WORK REQUEST
In the listing below, find every line with the string "AccessLogHandler" and pull it out.
□ □ □ □ □
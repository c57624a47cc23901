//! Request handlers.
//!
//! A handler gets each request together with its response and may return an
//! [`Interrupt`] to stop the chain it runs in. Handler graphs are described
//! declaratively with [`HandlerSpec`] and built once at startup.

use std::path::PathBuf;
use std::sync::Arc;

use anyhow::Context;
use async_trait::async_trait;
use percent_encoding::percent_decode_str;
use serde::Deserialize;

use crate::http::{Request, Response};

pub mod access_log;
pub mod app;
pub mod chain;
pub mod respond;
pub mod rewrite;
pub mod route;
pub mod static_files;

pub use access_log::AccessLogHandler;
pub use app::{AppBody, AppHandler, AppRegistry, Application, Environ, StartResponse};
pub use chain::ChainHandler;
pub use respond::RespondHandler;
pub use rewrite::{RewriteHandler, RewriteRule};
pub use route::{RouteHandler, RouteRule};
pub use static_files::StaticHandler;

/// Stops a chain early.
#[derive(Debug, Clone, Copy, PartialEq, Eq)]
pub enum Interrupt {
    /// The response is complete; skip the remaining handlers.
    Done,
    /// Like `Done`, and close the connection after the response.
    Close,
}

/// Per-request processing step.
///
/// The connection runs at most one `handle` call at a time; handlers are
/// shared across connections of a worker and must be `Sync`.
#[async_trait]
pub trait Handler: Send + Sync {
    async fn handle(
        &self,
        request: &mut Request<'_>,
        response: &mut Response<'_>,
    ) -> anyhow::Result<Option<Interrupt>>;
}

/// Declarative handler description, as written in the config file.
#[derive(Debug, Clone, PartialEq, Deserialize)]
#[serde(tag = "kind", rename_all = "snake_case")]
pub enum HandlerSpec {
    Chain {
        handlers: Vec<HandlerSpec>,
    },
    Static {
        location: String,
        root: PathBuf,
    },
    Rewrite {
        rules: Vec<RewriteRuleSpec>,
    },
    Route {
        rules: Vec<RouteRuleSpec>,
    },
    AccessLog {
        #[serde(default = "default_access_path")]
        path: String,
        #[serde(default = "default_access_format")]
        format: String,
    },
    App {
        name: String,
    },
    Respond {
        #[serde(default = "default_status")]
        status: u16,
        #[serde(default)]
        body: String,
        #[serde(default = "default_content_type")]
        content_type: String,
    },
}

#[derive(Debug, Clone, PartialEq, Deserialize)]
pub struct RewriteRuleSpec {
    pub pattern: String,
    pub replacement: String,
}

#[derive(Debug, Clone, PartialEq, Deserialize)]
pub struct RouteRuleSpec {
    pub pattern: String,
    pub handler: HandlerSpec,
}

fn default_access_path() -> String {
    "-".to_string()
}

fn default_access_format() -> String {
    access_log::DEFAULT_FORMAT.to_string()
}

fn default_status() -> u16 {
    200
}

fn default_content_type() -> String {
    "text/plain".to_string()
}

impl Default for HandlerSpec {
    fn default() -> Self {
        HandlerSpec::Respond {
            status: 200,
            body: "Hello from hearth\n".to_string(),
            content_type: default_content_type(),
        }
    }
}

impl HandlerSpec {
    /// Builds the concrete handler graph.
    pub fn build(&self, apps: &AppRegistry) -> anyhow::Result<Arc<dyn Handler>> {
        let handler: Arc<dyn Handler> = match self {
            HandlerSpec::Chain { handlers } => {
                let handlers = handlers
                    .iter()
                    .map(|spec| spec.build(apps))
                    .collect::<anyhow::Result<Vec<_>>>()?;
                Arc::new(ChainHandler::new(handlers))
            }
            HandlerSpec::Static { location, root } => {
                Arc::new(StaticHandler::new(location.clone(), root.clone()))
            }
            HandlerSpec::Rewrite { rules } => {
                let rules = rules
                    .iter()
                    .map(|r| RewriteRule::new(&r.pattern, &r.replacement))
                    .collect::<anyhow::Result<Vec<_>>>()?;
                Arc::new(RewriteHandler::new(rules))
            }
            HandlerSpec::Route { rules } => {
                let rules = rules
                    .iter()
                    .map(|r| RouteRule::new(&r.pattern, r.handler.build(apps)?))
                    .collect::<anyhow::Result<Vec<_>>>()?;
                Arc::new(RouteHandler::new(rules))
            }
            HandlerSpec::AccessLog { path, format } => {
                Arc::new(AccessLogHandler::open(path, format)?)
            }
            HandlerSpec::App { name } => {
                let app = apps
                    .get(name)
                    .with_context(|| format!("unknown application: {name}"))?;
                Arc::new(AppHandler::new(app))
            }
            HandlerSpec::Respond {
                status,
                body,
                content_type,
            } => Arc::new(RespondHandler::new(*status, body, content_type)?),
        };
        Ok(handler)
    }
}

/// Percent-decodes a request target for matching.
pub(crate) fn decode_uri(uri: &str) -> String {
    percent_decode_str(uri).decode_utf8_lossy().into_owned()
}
□ □ □ □ □
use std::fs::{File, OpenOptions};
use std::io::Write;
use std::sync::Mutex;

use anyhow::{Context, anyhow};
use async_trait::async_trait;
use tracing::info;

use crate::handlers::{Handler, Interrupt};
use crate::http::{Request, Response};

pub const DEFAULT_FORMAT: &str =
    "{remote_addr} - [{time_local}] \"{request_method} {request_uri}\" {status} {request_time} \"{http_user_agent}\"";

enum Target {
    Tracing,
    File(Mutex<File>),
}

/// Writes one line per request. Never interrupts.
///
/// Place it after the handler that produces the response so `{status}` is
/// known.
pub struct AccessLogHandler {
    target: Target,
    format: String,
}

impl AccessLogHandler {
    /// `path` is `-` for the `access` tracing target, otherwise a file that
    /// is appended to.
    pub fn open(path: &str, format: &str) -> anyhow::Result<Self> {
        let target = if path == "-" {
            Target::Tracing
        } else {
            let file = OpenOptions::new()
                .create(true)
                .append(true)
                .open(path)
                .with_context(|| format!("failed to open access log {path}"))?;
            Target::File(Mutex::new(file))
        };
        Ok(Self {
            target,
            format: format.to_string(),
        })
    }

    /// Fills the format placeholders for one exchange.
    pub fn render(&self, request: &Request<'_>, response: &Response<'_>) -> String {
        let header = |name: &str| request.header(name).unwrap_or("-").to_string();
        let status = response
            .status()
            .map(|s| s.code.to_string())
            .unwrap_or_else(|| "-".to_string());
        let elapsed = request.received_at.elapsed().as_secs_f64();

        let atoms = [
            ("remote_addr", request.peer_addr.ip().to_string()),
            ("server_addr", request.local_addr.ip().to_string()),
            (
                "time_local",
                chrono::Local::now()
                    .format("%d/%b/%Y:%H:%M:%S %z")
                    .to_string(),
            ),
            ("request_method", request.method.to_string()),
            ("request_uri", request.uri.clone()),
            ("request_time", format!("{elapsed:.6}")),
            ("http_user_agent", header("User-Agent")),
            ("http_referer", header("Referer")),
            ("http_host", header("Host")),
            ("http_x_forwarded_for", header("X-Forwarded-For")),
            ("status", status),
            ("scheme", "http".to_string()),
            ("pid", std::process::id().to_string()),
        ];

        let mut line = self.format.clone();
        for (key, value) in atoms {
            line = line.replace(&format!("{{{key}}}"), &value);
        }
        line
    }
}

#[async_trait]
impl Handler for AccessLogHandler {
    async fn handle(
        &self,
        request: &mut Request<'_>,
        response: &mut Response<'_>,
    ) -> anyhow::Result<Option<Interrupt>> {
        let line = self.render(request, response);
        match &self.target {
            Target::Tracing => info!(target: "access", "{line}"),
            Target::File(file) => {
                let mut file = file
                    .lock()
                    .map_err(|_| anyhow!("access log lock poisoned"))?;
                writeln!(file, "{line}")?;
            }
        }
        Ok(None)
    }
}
□ □ □ □ □
SOLUTION
pub use access_log::AccessLogHandler;
                Arc::new(AccessLogHandler::open(path, format)?)
pub struct AccessLogHandler {
impl AccessLogHandler {
impl Handler for AccessLogHandler {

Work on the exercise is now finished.